* [WHAT THIS TASK INVOLVES]: Where a line below holds the string "errors", count it; then give the total without any other words.
┌──
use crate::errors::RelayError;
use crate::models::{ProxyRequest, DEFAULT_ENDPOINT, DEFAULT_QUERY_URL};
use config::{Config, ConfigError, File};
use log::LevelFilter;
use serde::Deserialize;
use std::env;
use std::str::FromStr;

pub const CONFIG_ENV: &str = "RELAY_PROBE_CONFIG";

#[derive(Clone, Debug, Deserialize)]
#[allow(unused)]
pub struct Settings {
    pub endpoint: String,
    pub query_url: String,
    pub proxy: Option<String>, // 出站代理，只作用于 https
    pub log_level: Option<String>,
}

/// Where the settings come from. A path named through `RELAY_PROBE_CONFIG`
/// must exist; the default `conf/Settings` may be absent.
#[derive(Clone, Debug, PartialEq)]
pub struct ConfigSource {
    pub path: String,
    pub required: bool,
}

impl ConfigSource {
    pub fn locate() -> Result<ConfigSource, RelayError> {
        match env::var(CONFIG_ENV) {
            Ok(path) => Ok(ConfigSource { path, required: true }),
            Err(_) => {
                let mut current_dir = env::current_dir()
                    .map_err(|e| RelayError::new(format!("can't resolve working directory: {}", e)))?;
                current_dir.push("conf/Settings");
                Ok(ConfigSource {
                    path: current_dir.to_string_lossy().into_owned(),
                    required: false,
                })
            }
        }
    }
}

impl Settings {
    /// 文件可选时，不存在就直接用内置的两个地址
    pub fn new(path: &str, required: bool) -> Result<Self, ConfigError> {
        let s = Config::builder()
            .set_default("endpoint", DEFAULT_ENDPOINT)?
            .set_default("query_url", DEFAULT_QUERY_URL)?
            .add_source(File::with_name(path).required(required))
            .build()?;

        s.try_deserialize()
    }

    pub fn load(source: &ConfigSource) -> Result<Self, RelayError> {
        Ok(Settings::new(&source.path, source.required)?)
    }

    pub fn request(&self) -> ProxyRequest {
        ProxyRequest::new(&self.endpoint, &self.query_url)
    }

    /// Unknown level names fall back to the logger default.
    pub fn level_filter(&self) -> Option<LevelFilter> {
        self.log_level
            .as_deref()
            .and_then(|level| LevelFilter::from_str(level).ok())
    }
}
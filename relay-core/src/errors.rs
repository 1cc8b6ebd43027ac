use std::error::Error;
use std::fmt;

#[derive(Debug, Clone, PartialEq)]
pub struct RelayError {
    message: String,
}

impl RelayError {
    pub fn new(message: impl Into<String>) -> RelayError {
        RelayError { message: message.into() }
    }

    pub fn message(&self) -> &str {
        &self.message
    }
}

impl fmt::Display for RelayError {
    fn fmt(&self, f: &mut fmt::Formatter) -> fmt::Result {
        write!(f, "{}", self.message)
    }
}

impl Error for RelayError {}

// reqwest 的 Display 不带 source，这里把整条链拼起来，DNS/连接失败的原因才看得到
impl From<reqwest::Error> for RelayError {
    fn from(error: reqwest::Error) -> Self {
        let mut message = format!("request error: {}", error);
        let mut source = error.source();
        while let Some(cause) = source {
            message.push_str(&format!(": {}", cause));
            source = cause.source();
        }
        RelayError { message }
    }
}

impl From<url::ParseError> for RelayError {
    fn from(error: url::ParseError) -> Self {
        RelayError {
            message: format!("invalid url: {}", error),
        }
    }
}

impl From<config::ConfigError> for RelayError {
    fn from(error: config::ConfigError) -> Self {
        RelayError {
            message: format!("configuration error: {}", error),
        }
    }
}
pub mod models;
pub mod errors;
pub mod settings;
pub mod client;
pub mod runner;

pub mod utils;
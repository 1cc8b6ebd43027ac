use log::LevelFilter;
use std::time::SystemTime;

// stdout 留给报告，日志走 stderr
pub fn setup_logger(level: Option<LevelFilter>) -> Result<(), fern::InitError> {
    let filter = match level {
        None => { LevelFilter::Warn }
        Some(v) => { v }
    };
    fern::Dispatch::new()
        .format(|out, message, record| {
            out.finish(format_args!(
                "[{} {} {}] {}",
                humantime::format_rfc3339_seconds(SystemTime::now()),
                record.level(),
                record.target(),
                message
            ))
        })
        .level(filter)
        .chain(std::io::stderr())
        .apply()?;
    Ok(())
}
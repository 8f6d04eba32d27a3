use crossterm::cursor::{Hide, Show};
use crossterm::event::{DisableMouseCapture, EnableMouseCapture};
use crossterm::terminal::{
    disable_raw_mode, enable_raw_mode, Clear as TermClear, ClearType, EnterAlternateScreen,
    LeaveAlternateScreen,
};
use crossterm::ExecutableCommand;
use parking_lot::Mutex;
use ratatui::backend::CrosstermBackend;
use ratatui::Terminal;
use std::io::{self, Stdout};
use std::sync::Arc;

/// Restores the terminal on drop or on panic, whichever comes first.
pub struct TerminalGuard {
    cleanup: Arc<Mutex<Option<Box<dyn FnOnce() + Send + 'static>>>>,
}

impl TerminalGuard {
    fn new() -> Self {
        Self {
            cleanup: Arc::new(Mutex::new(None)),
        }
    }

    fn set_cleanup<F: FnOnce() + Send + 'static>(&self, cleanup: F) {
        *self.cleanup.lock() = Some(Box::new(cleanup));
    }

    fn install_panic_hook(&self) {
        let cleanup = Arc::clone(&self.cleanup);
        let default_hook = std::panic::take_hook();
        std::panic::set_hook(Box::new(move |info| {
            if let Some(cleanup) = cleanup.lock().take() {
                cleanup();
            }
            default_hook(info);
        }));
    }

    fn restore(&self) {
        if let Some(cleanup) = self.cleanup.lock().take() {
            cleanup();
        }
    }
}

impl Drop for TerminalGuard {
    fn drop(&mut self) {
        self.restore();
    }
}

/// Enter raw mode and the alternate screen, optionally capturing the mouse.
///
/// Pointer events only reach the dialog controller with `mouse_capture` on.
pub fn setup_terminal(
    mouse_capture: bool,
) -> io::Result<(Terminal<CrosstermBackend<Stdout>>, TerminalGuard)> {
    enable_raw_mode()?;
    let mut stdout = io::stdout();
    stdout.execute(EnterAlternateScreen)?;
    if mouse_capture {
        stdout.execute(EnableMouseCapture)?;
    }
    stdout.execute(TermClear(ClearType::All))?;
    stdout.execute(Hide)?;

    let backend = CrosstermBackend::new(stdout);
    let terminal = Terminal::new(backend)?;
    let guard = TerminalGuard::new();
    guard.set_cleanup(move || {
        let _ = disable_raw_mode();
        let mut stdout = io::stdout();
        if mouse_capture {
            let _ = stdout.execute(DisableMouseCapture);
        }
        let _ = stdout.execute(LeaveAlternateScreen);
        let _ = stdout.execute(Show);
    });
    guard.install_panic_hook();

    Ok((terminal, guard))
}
└──
* [EXERCISE OUTPUT]: 3